Prompt
Lines containing the word "MessageStatus" are the ones to copy from the records below.

(Saved entries)
* * *
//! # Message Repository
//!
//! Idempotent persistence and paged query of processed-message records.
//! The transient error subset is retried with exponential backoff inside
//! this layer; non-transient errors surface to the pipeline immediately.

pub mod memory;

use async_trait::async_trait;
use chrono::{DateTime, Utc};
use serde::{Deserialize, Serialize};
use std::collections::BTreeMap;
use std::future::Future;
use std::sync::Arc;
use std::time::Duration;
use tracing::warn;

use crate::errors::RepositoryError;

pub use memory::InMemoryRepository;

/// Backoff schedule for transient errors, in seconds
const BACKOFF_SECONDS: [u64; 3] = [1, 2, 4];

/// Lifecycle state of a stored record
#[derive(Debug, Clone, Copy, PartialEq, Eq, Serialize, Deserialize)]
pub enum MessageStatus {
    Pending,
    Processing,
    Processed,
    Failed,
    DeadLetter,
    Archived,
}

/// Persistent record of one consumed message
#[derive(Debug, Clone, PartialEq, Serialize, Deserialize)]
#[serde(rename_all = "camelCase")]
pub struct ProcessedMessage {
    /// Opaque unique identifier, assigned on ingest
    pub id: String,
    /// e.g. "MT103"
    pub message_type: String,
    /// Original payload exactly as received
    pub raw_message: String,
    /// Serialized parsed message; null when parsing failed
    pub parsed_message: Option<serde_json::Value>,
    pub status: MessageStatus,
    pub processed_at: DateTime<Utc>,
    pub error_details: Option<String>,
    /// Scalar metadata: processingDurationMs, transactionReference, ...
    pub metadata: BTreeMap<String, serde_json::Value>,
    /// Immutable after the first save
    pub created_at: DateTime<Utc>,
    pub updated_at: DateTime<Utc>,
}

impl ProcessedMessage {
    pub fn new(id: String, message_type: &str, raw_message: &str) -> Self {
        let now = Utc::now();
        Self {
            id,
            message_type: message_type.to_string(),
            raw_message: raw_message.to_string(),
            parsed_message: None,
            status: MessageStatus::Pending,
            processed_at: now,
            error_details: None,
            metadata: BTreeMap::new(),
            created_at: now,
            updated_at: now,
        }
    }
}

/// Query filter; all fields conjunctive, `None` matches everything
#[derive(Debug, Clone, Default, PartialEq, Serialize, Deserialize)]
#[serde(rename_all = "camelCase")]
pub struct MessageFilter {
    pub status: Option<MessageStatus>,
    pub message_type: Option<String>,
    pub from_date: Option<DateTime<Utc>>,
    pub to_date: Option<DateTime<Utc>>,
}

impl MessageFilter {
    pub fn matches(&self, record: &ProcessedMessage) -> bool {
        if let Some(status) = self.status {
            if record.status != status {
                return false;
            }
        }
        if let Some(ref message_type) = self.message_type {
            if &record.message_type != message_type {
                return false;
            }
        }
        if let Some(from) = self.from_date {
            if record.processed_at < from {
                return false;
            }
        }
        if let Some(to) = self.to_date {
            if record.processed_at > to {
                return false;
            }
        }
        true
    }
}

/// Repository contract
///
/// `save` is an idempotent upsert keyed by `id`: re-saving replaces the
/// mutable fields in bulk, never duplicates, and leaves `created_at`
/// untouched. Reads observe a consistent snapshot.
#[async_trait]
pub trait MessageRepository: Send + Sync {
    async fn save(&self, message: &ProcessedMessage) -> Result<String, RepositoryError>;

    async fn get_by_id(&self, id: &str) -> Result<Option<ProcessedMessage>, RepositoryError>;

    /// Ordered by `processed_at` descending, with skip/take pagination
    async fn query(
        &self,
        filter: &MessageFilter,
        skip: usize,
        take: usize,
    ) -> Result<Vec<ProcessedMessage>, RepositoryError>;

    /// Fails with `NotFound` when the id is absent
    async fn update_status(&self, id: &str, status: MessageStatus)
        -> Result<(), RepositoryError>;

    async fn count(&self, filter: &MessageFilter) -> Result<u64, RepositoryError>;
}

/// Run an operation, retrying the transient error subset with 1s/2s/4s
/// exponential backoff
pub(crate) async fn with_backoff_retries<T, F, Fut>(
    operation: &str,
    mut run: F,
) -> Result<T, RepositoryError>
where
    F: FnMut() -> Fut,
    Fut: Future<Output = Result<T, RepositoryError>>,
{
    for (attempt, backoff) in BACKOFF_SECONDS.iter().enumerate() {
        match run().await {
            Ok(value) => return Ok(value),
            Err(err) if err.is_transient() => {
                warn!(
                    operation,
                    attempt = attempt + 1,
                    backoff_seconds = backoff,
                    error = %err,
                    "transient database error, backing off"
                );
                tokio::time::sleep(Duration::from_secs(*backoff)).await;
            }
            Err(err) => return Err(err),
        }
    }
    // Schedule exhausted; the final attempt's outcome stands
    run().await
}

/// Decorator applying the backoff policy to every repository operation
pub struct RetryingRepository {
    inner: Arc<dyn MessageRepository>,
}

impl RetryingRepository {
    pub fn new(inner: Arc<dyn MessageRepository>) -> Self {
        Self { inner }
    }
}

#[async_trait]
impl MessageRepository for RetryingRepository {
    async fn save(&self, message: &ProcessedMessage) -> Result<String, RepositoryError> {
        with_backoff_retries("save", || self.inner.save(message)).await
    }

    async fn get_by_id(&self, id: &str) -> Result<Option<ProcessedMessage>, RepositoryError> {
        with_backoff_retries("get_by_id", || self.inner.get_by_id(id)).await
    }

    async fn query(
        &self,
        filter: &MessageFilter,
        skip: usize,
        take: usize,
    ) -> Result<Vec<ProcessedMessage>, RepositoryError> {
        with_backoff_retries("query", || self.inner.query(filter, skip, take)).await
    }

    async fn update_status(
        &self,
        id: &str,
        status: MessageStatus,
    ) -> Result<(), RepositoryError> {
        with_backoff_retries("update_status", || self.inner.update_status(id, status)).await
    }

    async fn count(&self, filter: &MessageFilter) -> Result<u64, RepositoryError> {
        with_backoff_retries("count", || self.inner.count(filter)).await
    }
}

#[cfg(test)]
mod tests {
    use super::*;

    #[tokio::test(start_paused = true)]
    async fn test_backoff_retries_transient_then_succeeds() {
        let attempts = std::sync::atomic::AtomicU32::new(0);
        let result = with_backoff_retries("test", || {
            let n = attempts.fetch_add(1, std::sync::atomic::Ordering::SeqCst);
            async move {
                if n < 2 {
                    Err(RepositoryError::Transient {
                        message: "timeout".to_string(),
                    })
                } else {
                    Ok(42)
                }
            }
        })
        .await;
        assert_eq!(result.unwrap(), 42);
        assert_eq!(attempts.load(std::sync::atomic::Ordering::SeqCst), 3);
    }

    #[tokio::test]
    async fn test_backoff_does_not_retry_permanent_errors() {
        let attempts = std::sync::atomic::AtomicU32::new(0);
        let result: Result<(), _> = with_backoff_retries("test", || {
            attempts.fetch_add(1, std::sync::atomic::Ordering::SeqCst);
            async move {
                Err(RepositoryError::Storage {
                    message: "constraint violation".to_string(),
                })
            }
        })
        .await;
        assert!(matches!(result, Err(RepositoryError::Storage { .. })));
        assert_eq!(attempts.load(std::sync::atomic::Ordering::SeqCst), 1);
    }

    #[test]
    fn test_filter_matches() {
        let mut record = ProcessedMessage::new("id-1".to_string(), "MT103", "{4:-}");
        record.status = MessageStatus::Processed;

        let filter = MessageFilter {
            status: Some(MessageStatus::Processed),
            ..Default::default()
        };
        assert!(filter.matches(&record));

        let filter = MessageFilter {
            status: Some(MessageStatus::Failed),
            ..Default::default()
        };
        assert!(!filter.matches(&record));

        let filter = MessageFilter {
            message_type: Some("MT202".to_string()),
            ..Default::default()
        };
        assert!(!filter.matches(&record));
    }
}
* * *
Reply
pub enum MessageStatus {
    pub status: MessageStatus,
            status: MessageStatus::Pending,
    pub status: Option<MessageStatus>,
    async fn update_status(&self, id: &str, status: MessageStatus)
        status: MessageStatus,
        record.status = MessageStatus::Processed;
            status: Some(MessageStatus::Processed),
            status: Some(MessageStatus::Failed),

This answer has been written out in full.